Support English for MeloTTS models. (#1134)

2024-07-15 19:49:22 +08:00
parent fa07bbc176
commit 95485411fa
5 changed files with 99 additions and 39 deletions
--- a/scripts/melo-tts/export-onnx.py
+++ b/scripts/melo-tts/export-onnx.py
@@ -6,9 +6,13 @@ import torch
 from melo.api import TTS
 from melo.text import language_id_map, language_tone_start_map
 from melo.text.chinese import pinyin_to_symbol_map
+from melo.text.english import eng_dict, refine_syllables
 from pypinyin import Style, lazy_pinyin, phrases_dict, pinyin_dict
+from melo.text.symbols import language_tone_start_map

 for k, v in pinyin_to_symbol_map.items():
+    if isinstance(v, list):
+        break
    pinyin_to_symbol_map[k] = v.split()


@@ -79,6 +83,16 @@ def generate_lexicon():
    word_dict = pinyin_dict.pinyin_dict
    phrases = phrases_dict.phrases_dict
    with open("lexicon.txt", "w", encoding="utf-8") as f:
+        for word in eng_dict:
+            phones, tones = refine_syllables(eng_dict[word])
+            tones = [t + language_tone_start_map["EN"] for t in tones]
+            tones = [str(t) for t in tones]
+
+            phones = " ".join(phones)
+            tones = " ".join(tones)
+
+            f.write(f"{word.lower()} {phones} {tones}\n")
+
        for key in word_dict:
            if not (0x4E00 <= key <= 0x9FA5):
                continue
@@ -125,15 +139,13 @@ class ModelWrapper(torch.nn.Module):
    def __init__(self, model: "SynthesizerTrn"):
        super().__init__()
        self.model = model
+        self.lang_id = language_id_map[model.language]

    def forward(
        self,
        x,
        x_lengths,
        tones,
-        lang_id,
-        bert,
-        ja_bert,
        sid,
        noise_scale,
        length_scale,
@@ -147,7 +159,11 @@ class ModelWrapper(torch.nn.Module):
          lang_id: A 1-D array of dtype np.int64. Its shape is (token_numbers,)
          sid: an integer
        """
-        return self.model.infer(
+        bert = torch.zeros(x.shape[0], 1024, x.shape[1], dtype=torch.float32)
+        ja_bert = torch.zeros(x.shape[0], 768, x.shape[1], dtype=torch.float32)
+        lang_id = torch.zeros_like(x)
+        lang_id[:, 1::2] = self.lang_id
+        return self.model.model.infer(
            x=x,
            x_lengths=x_lengths,
            sid=sid,
@@ -169,7 +185,7 @@ def main():

    generate_tokens(model.hps["symbols"])

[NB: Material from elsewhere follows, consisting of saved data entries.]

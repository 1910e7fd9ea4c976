//! SpidyAni - Rust decoder for the SpidyAni animation container
//!
//! This crate reads the SpidyAni container used by 1990s multimedia titles: a
//! 19-byte header followed by palette, sound and frame-data chunks. Frame data
//! is a palette-indexed pixel-run stream, optionally packed with a 4 KB-window
//! LZSS coder, and large frames are split across several Data chunks.
//!
//! # Features
//!
//! - Container parsing with typed chunks and precise truncation errors
//! - LZSS decompression (and the matching greedy compressor)
//! - Both pixel-run variants, resolving indices through the active palette
//! - Frame reassembly across partial Data chunks, with mid-stream re-palette
//! - Callback-driven sessions with cooperative pause and stop, or the same
//!   session as a channel of events
//! - Real-time pacing and an audio/video rendezvous for playback consumers
//! - GIF, PNG sequence and WAV export on a bounded worker pool
//! - Container writing for authoring and test fixtures
//!
//! # Example - Decoding
//!
//! ```no_run
//! use spidyani::{FrameDecoder, DecodeStep};
//! use std::fs::File;
//! use std::io::BufReader;
//!
//! let mut decoder = FrameDecoder::new(BufReader::new(File::open("intro.ani")?))?;
//! println!("{}x{}", decoder.header().width, decoder.header().height);
//! loop {
//!     match decoder.step()? {
//!         DecodeStep::Frame(frame) => println!("frame {}", frame.index),
//!         DecodeStep::Audio(samples) => println!("{} audio bytes", samples.len()),
//!         DecodeStep::Consumed => {}
//!         DecodeStep::End => break,
//!     }
//! }
//! # Ok::<(), spidyani::SpidyAniError>(())
//! ```
//!
//! # Example - Writing
//!
//! ```no_run
//! use spidyani::{Algorithm, AnimationWriter, Header};
//!
//! let header = Header::new(320, 200, 1, Algorithm::Type2, true);
//! let mut writer = AnimationWriter::new(Vec::new(), header)?;
//! writer.write_frame(&vec![0u8; 320 * 200])?;
//! let container = writer.finish()?;
//! # Ok::<(), spidyani::SpidyAniError>(())
//! ```

#![warn(missing_docs)]
#![warn(missing_debug_implementations)]

// Public modules
pub mod common;
pub mod container;
pub mod decode;
pub mod error;
pub mod export;
pub mod lzss;
pub mod palette;
pub mod playback;
pub mod rle;

// Async module (only available with async feature)
#[cfg(feature = "async")]
pub mod async_decode;

// Re-export commonly used types
pub use common::{
    frames_per_second, Algorithm, DecodeStats, Result, SpidyAniError, FALLBACK_FPS,
    FLAG_ALGORITHM, FLAG_COMPRESSED, FLAG_LZSS, HEADER_SIZE, MAGIC, PALETTE_ENTRIES, PALETTE_SIZE,
    PARTIAL_DATA_THRESHOLD, SAMPLE_RATE, SOUND_CHUNK_SIZE, SOUND_OFFSET, SPECIAL_FRAME_LENGTH,
    TAG_DATA, TAG_PALETTE, TAG_SOUND, VERSION,
};
pub use container::{AnimationWriter, Chunk, ChunkReader, ContainerSummary, DataChunk, Header};
pub use decode::{
    spawn_event_channel, AnimationDecoder, DecodeEvent, DecodeStep, DecoderOptions, EventChannel,
    Frame, FrameDecoder, SessionOutcome, StreamConsumer, StreamInfo,
};
pub use palette::Palette;
pub use playback::{AvRendezvous, FrameClock, PacedConsumer, PlaybackControl};

// Re-export async types when async feature is enabled
#[cfg(feature = "async")]
pub use async_decode::{decode_frames_async, DecodeEventStream};

use std::fs::File;
use std::io::{BufReader, Cursor};
use std::path::Path;

// Convenience functions

/// Decode every frame of an in-memory container
///
/// # Arguments
/// * `data` - The complete container
///
/// # Returns
/// The frames in order; audio is skipped
pub fn decode_frames(data: &[u8]) -> Result<Vec<Frame>> {
    let mut decoder = FrameDecoder::new(Cursor::new(data))?;
    let mut frames = Vec::new();
    loop {
        match decoder.step()? {
            DecodeStep::Frame(frame) => frames.push(frame),
            DecodeStep::Audio(_) | DecodeStep::Consumed => {}
            DecodeStep::End => return Ok(frames),
        }
    }
}

/// Concatenate the audio track of an in-memory container
///
/// # Returns
/// Unsigned 8-bit mono PCM at 22050 Hz
pub fn decode_audio(data: &[u8]) -> Result<Vec<u8>> {
    let mut reader = ChunkReader::new(Cursor::new(data))?;
    let mut samples = Vec::new();
    while let Some(chunk) = reader.next_chunk()? {
        if let Chunk::Sound(block) = chunk {
            samples.extend_from_slice(&block);
        }
    }
    Ok(samples)
}

/// Scan a container file without decoding pixels
///
/// # Arguments
/// * `path` - Path of the container
pub fn read_summary<P: AsRef<Path>>(path: P) -> Result<ContainerSummary> {
    let file = File::open(path)?;
    ContainerSummary::scan(BufReader::new(file))
}

#[cfg(test)]
mod tests {
    use super::*;

    #[test]
    fn test_reexports() {
        // Test that common types are accessible
        let _ = Algorithm::Type1;
        let _ = DecoderOptions::default();
        let _ = PlaybackControl::new();
        assert_eq!(HEADER_SIZE, 19);
        assert_eq!(frames_per_second(10, 0), FALLBACK_FPS);

        // Format constants used across modules are reachable from the root
        assert_eq!(MAGIC, b"SpidyAni");
        assert_eq!(VERSION, 2);
        assert_eq!((TAG_PALETTE, TAG_SOUND, TAG_DATA), (b"Pal ", b"Hang", b"Data"));
        assert_eq!(FLAG_COMPRESSED | FLAG_ALGORITHM | FLAG_LZSS, 0x25);
        assert_eq!(PALETTE_ENTRIES * 3, PALETTE_SIZE);
        assert_eq!((SOUND_OFFSET, SPECIAL_FRAME_LENGTH), (0x80, 0xFFFF));
        assert_eq!(PARTIAL_DATA_THRESHOLD, 65536);
    }

    #[test]
    fn test_decode_helpers() {
        let header = Header::new(3, 1, 1, Algorithm::Type1, false);
        let mut writer = AnimationWriter::new(Vec::new(), header).unwrap();
        writer.write_audio(&[0x90; 100]).unwrap();
        writer.write_frame(&[0, 1, 2]).unwrap();
        let data = writer.finish().unwrap();

        let frames = decode_frames(&data).unwrap();
        assert_eq!(frames.len(), 1);
        assert_eq!(frames[0].width, 3);

        // Audio is padded to whole sound chunks with silence
        let audio = decode_audio(&data).unwrap();
        assert_eq!(audio.len(), 1270);
        assert!(audio[..100].iter().all(|&s| s == 0x90));
        assert!(audio[100..].iter().all(|&s| s == 0x80));
    }

    #[test]
    fn test_truncated_container() {
        let err = decode_frames(b"SpidyAni2").unwrap_err();
        assert!(matches!(err, SpidyAniError::EndOfStream(_)));
    }
}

-    torch_model = ModelWrapper(model.model)
+    torch_model = ModelWrapper(model)

    opset_version = 13
    x = torch.randint(low=0, high=10, size=(60,), dtype=torch.int64)
@@ -177,19 +193,13 @@ def main():
    x_lengths = torch.tensor([x.size(0)], dtype=torch.int64)
    sid = torch.tensor([1], dtype=torch.int64)
    tones = torch.zeros_like(x)
-    lang_id = torch.ones_like(x)
+
    noise_scale = torch.tensor([1.0], dtype=torch.float32)
    length_scale = torch.tensor([1.0], dtype=torch.float32)
    noise_scale_w = torch.tensor([1.0], dtype=torch.float32)

-    bert = torch.zeros(1024, x.shape[0], dtype=torch.float32)
-    ja_bert = torch.zeros(768, x.shape[0], dtype=torch.float32)
-
    x = x.unsqueeze(0)
    tones = tones.unsqueeze(0)
-    lang_id = lang_id.unsqueeze(0)
-    bert = bert.unsqueeze(0)
-    ja_bert = ja_bert.unsqueeze(0)

    filename = "model.onnx"

@@ -199,9 +209,6 @@ def main():
            x,
            x_lengths,
            tones,
-            lang_id,
-            bert,
-            ja_bert,
            sid,
            noise_scale,
            length_scale,
@@ -213,9 +220,6 @@ def main():
            "x",
            "x_lengths",
            "tones",
-            "lang_id",
-            "bert",
-            "ja_bert",
            "sid",
            "noise_scale",
            "length_scale",
@@ -226,9 +230,6 @@ def main():
            "x": {0: "N", 1: "L"},
            "x_lengths": {0: "N"},
            "tones": {0: "N", 1: "L"},
-            "lang_id": {0: "N", 1: "L"},
-            "bert": {0: "N", 2: "L"},
-            "ja_bert": {0: "N", 2: "L"},
            "y": {0: "N", 1: "S", 2: "T"},
        },
    )